Abstract Autoimmune uveitis is a T cell driven, intraocular inflammation that affects the neuroretina and can lead to blindness. In a mouse model of spontaneous autoimmune uveitis (R161H), retina-specific T cells are primed in the gut through their TCR and trigger disease (PMID: 26287682). To support the relevance to human disease, we examined development of uveitis and its association with bacterial taxa in gnotobiotic R161H mice harboring human flora. Specifically, fecal samples from three healthy human donors were inoculated into germ-free R161H mice and their wild type (WT) littermates in separate isolators. Fecal pellets from reconstituted mice and their offspring were collected periodically and subjected to 16S amplicon sequencing. Uveitis scores were determined in R161H offspring by histology at termination of the experiment. Our results show that healthy human gut commensals can support uveitis in R161H mice, but to a lesser extent than native mouse flora from the NIH facility.
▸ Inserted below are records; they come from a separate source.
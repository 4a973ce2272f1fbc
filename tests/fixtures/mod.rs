// Copyright (c) 2025 - Cowboy AI, Inc.
//! Test Fixtures for cim-infrastructure-bmc
//!
//! In-memory fakes for the inventory service, the BMC control library and the
//! metrics sink. Every fake records its calls so tests can assert on what was
//! (and was not) sent upstream.
//!
//! # Design Principles
//! - All identifiers are fixed constants
//! - Fakes never touch the network
//! - Hanging calls are modelled with `std::future::pending` and driven by
//!   paused tokio time

#![allow(dead_code)]

use std::collections::VecDeque;
use std::sync::atomic::{AtomicUsize, Ordering};
use std::sync::{Arc, Mutex};
use std::time::Duration;

use async_trait::async_trait;
use serde_json::json;
use uuid::Uuid;

use cim_infrastructure_bmc::bmc::{BmcClient, BmcConnector, BmcEndpoint, ClientError};
use cim_infrastructure_bmc::domain::{Asset, PowerAction};
use cim_infrastructure_bmc::metrics::MetricsSink;
use cim_infrastructure_bmc::store::{
    InventoryClient, InventoryError, ServerAttribute, ServerCredential, ServerRecord,
    NS_BMC_ADDRESS, NS_VENDOR,
};

pub const ASSET_ID_1: &str = "11111111-1111-1111-1111-111111111111";
pub const ASSET_ID_2: &str = "22222222-2222-2222-2222-222222222222";

pub const BMC_IP_1: &str = "10.0.0.5";

pub const FACILITY: &str = "sandbox";

/// Parse a fixed UUID from a constant string
pub fn parse_uuid(s: &str) -> Uuid {
    Uuid::parse_str(s).expect("Invalid UUID in test fixture")
}

pub fn bmc_attribute(address: &str) -> ServerAttribute {
    ServerAttribute::new(NS_BMC_ADDRESS, json!({ "address": address }))
}

pub fn vendor_attribute(vendor: &str, model: &str, serial: &str) -> ServerAttribute {
    ServerAttribute::new(
        NS_VENDOR,
        json!({ "vendor": vendor, "model": model, "serial": serial }),
    )
}

/// A resolvable asset with a BMC at `BMC_IP_1`
pub fn asset() -> Asset {
    Asset::builder(parse_uuid(ASSET_ID_1))
        .bmc_address(BMC_IP_1.parse().expect("fixture address"))
        .credentials("root", "calvin")
        .hardware("Dell", "PowerEdge R640", "ABC123")
        .facility_code(FACILITY)
        .build()
        .expect("fixture asset")
}

// ============================================================================
// Inventory
// ============================================================================

/// Inventory fake answering from fixed responses
pub struct FakeInventory {
    pub credential: Result<ServerCredential, InventoryError>,
    pub server: Result<ServerRecord, InventoryError>,
    pub attributes: Result<Vec<ServerAttribute>, InventoryError>,
    /// When set, every call hangs until the test cancels
    pub hang: bool,
    pub calls: AtomicUsize,
}

impl FakeInventory {
    /// The "Dell R640 at 10.0.0.5" server
    pub fn dell() -> Self {
        Self {
            credential: Ok(ServerCredential {
                username: "root".to_string(),
                password: "calvin".to_string(),
            }),
            server: Ok(ServerRecord {
                uuid: parse_uuid(ASSET_ID_1),
                name: "r640-1".to_string(),
                facility_code: FACILITY.to_string(),
            }),
            attributes: Ok(vec![
                bmc_attribute(BMC_IP_1),
                vendor_attribute("Dell Inc.", "PowerEdge R640", "ABC123"),
            ]),
            hang: false,
            calls: AtomicUsize::new(0),
        }
    }

    pub fn with_attributes(mut self, attributes: Vec<ServerAttribute>) -> Self {
        self.attributes = Ok(attributes);
        self
    }

    pub fn calls(&self) -> usize {
        self.calls.load(Ordering::SeqCst)
    }

    async fn answer<T: Clone>(&self, response: &Result<T, InventoryError>) -> Result<T, InventoryError> {
        self.calls.fetch_add(1, Ordering::SeqCst);
        if self.hang {
            std::future::pending::<()>().await;
        }
        response.clone()
    }
}

#[async_trait]
impl InventoryClient for FakeInventory {
    fn kind(&self) -> &'static str {
        "fake"
    }

    async fn get_credential(&self, _id: Uuid) -> Result<ServerCredential, InventoryError> {
        self.answer(&self.credential).await
    }

    async fn get_server(&self, _id: Uuid) -> Result<ServerRecord, InventoryError> {
        self.answer(&self.server).await
    }

    async fn get_attributes(&self, _id: Uuid) -> Result<Vec<ServerAttribute>, InventoryError> {
        self.answer(&self.attributes).await
    }
}

// ============================================================================
// BMC
// ============================================================================

/// Scripted behaviour of one BMC call
#[derive(Debug, Clone)]
pub enum Step {
    Ok,
    Fail(ClientError),
    Hang,
}

/// Shared script and call log behind every client a [`FakeConnector`] hands out
#[derive(Default)]
pub struct BmcState {
    /// Consumed front to back; empty means success
    pub logins: VecDeque<Step>,
    pub logout: Option<Step>,
    pub power_state: Option<Result<String, ClientError>>,
    pub set_accepted: Option<Result<bool, ClientError>>,
    pub query_hangs: bool,

    pub connects: usize,
    pub login_calls: usize,
    pub logout_calls: usize,
    pub get_calls: usize,
    pub set_calls: Vec<PowerAction>,
}

#[derive(Clone, Default)]
pub struct FakeConnector {
    pub state: Arc<Mutex<BmcState>>,
}

impl FakeConnector {
    pub fn new() -> Self {
        Self::default()
    }

    pub fn script(&self, f: impl FnOnce(&mut BmcState)) {
        f(&mut self.state.lock().unwrap());
    }

    pub fn with<T>(&self, f: impl FnOnce(&BmcState) -> T) -> T {
        f(&self.state.lock().unwrap())
    }

    pub fn login_calls(&self) -> usize {
        self.with(|s| s.login_calls)
    }

    pub fn logout_calls(&self) -> usize {
        self.with(|s| s.logout_calls)
    }
}

impl BmcConnector for FakeConnector {
    type Client = FakeBmc;

    fn connect(&self, _endpoint: &BmcEndpoint) -> FakeBmc {
        self.state.lock().unwrap().connects += 1;
        FakeBmc {
            state: self.state.clone(),
        }
    }
}

pub struct FakeBmc {
    state: Arc<Mutex<BmcState>>,
}

async fn run(step: Step) -> Result<(), ClientError> {
    match step {
        Step::Ok => Ok(()),
        Step::Fail(e) => Err(e),
        Step::Hang => std::future::pending().await,
    }
}

#[async_trait]
impl BmcClient for FakeBmc {
    async fn login(&mut self) -> Result<(), ClientError> {
        let step = {
            let mut state = self.state.lock().unwrap();
            state.login_calls += 1;
            state.logins.pop_front().unwrap_or(Step::Ok)
        };
        run(step).await
    }

    async fn logout(&mut self) -> Result<(), ClientError> {
        let step = {
            let mut state = self.state.lock().unwrap();
            state.logout_calls += 1;
            state.logout.clone().unwrap_or(Step::Ok)
        };
        run(step).await
    }

    async fn get_power_state(&mut self) -> Result<String, ClientError> {
        let (hang, answer) = {
            let mut state = self.state.lock().unwrap();
            state.get_calls += 1;
            (
                state.query_hangs,
                state.power_state.clone().unwrap_or_else(|| Ok("On".to_string())),
            )
        };
        if hang {
            std::future::pending::<()>().await;
        }
        answer
    }

    async fn set_power_state(&mut self, action: PowerAction) -> Result<bool, ClientError> {
        let (hang, answer) = {
            let mut state = self.state.lock().unwrap();
            state.set_calls.push(action);
            (state.query_hangs, state.set_accepted.clone().unwrap_or(Ok(true)))
        };
        if hang {
            std::future::pending::<()>().await;
        }
        answer
    }
}

// ============================================================================
// Metrics
// ============================================================================

/// Metrics sink recording every emission as a flat string
#[derive(Default)]
pub struct RecordingMetrics {
    pub entries: Mutex<Vec<String>>,
}

impl RecordingMetrics {
    pub fn new() -> Arc<Self> {
        Arc::new(Self::default())
    }

    pub fn entries(&self) -> Vec<String> {
        self.entries.lock().unwrap().clone()
    }

    pub fn count(&self, prefix: &str) -> usize {
        self.entries().iter().filter(|e| e.starts_with(prefix)).count()
    }

    fn push(&self, entry: String) {
        self.entries.lock().unwrap().push(entry);
    }
}

impl MetricsSink for RecordingMetrics {
    fn store_query_error(&self, store_kind: &str, query_kind: &str) {
        self.push(format!("store_query_error:{}:{}", store_kind, query_kind));
    }

    fn bmc_query_error(&self, operation: &str, kind: &str) {
        self.push(format!("bmc_query_error:{}:{}", operation, kind));
    }

    fn event_received(&self, valid: bool, response: &str) {
        self.push(format!("event_received:{}:{}", valid, response));
    }

    fn observe_duration(&self, label: &str, state: &str, _seconds: f64) {
        self.push(format!("observe_duration:{}:{}", label, state));
    }
}

/// Let spawned background tasks (detached logouts) run to completion
pub async fn settle() {
    for _ in 0..10 {
        tokio::task::yield_now().await;
    }
}

/// Short timeouts for paused-clock tests
pub fn fast_session_config(attempts: u32) -> cim_infrastructure_bmc::SessionConfig {
    cim_infrastructure_bmc::SessionConfig {
        login_attempts: attempts,
        login_timeout: Duration::from_secs(5),
        logout_timeout: Duration::from_secs(2),
    }
}
// Copyright (c) 2025 - Cowboy AI, Inc.
//! Power state vocabulary shared by the BMC session and the worker

use serde::{Deserialize, Serialize};
use std::fmt;
use std::str::FromStr;
use thiserror::Error;

#[derive(Debug, Error, Clone, PartialEq, Eq)]
#[error("Unrecognised power state: {0:?}")]
pub struct UnknownPowerState(pub String);

/// Power state reported by a BMC
#[derive(Debug, Clone, Copy, PartialEq, Eq, Hash, Serialize, Deserialize)]
#[serde(rename_all = "lowercase")]
pub enum PowerState {
    On,
    Off,
}

impl PowerState {
    pub fn as_str(&self) -> &'static str {
        match self {
            Self::On => "on",
            Self::Off => "off",
        }
    }
}

impl fmt::Display for PowerState {
    fn fmt(&self, f: &mut fmt::Formatter<'_>) -> fmt::Result {
        f.write_str(self.as_str())
    }
}

impl FromStr for PowerState {
    type Err = UnknownPowerState;

    /// BMCs disagree on casing ("On", "on", "ON"); transitional Redfish
    /// states report the state being left.
    fn from_str(s: &str) -> Result<Self, Self::Err> {
        match s.trim().to_lowercase().as_str() {
            "on" | "poweringoff" => Ok(Self::On),
            "off" | "poweringon" => Ok(Self::Off),
            _ => Err(UnknownPowerState(s.to_string())),
        }
    }
}

/// Power change requested from a BMC
#[derive(Debug, Clone, Copy, PartialEq, Eq, Hash, Serialize, Deserialize)]
#[serde(rename_all = "lowercase")]
pub enum PowerAction {
    /// Power on
    On,
    /// Hard power off
    Off,
    /// ACPI soft shutdown
    Soft,
    /// Power off then on
    Cycle,
    /// Warm reset
    Reset,
}

impl PowerAction {
    pub fn as_str(&self) -> &'static str {
        match self {
            Self::On => "on",
            Self::Off => "off",
            Self::Soft => "soft",
            Self::Cycle => "cycle",
            Self::Reset => "reset",
        }
    }
}

impl fmt::Display for PowerAction {
    fn fmt(&self, f: &mut fmt::Formatter<'_>) -> fmt::Result {
        f.write_str(self.as_str())
    }
}
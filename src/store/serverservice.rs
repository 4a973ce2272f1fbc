// Copyright (c) 2025 - Cowboy AI, Inc.
//! Serverservice inventory client
//!
//! Talks to a serverservice-style REST inventory:
//!
//! ```text
//! GET {endpoint}/api/v1/servers/{id}                  → ServerRecord
//! GET {endpoint}/api/v1/servers/{id}/credentials/bmc  → ServerCredential
//! GET {endpoint}/api/v1/servers/{id}/attributes       → [ServerAttribute]
//! ```
//!
//! Every response body wraps its payload in a `record` field.

use async_trait::async_trait;
use reqwest::{Client, StatusCode};
use serde::de::DeserializeOwned;
use serde::Deserialize;
use std::time::Duration;
use tracing::debug;
use uuid::Uuid;

use crate::config::InventoryConfig;
use crate::store::inventory::{
    InventoryClient, InventoryError, ServerAttribute, ServerCredential, ServerRecord,
};

const STORE_KIND: &str = "serverservice";

#[derive(Debug, Deserialize)]
struct ServerResponse<T> {
    record: T,
}

/// HTTP client for a serverservice inventory
pub struct ServerserviceClient {
    endpoint: String,
    client: Client,
}

impl ServerserviceClient {
    /// Create a client with bearer-token authentication and a request timeout
    pub fn new(config: &InventoryConfig) -> Result<Self, InventoryError> {
        let mut headers = reqwest::header::HeaderMap::new();
        headers.insert(
            reqwest::header::AUTHORIZATION,
            format!("Bearer {}", config.token)
                .parse()
                .map_err(|e| InventoryError::Transport(format!("Invalid API token: {}", e)))?,
        );

        let client = Client::builder()
            .timeout(Duration::from_secs(config.timeout_secs))
            .default_headers(headers)
            .build()
            .map_err(|e| {
                InventoryError::Transport(format!("Failed to create HTTP client: {}", e))
            })?;

        Ok(Self {
            endpoint: config.endpoint.trim_end_matches('/').to_string(),
            client,
        })
    }

    fn server_url(&self, id: Uuid, suffix: &str) -> String {
        format!("{}/api/v1/servers/{}{}", self.endpoint, id, suffix)
    }

    async fn get_record<T: DeserializeOwned>(&self, url: String) -> Result<T, InventoryError> {
        debug!(url = %url, "querying serverservice");

        let response = self
            .client
            .get(&url)
            .send()
            .await
            .map_err(|e| InventoryError::Transport(format!("serverservice API error: {}", e)))?;

        let status = response.status();
        if status == StatusCode::NOT_FOUND {
            return Err(InventoryError::NotFound(url));
        }

        if !status.is_success() {
            let body = response.text().await.unwrap_or_default();
            return Err(InventoryError::Transport(format!(
                "serverservice returned {}: {}",
                status, body
            )));
        }

        let body: ServerResponse<T> = response
            .json()
            .await
            .map_err(|e| InventoryError::Decode(e.to_string()))?;

        Ok(body.record)
    }
}

#[async_trait]
impl InventoryClient for ServerserviceClient {
    fn kind(&self) -> &'static str {
        STORE_KIND
    }

    async fn get_credential(&self, id: Uuid) -> Result<ServerCredential, InventoryError> {
        self.get_record(self.server_url(id, "/credentials/bmc")).await
    }

    async fn get_server(&self, id: Uuid) -> Result<ServerRecord, InventoryError> {
        self.get_record(self.server_url(id, "")).await
    }

    async fn get_attributes(&self, id: Uuid) -> Result<Vec<ServerAttribute>, InventoryError> {
        self.get_record(self.server_url(id, "/attributes")).await
    }
}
Diversity analyses indicate that human flora-reconstituted mice retained a distinct but simplified gut microbial community compared to the original sample, and R161H mice tended to have a more complex microbiome profile than WT littermates. Among R161H offspring, mice with high disease scores appeared to harbor more diverse gut flora than those with low scores. Differentially abundant bacterial taxa were identified between mice with different disease scores, which may associate with intensity of autoreactive T cell activation and development of autoimmunity. R161H associated with human gut flora could provide a more translatable platform than mouse flora to explore microbial candidates and products that may modulate autoreactive T cells in uveitis.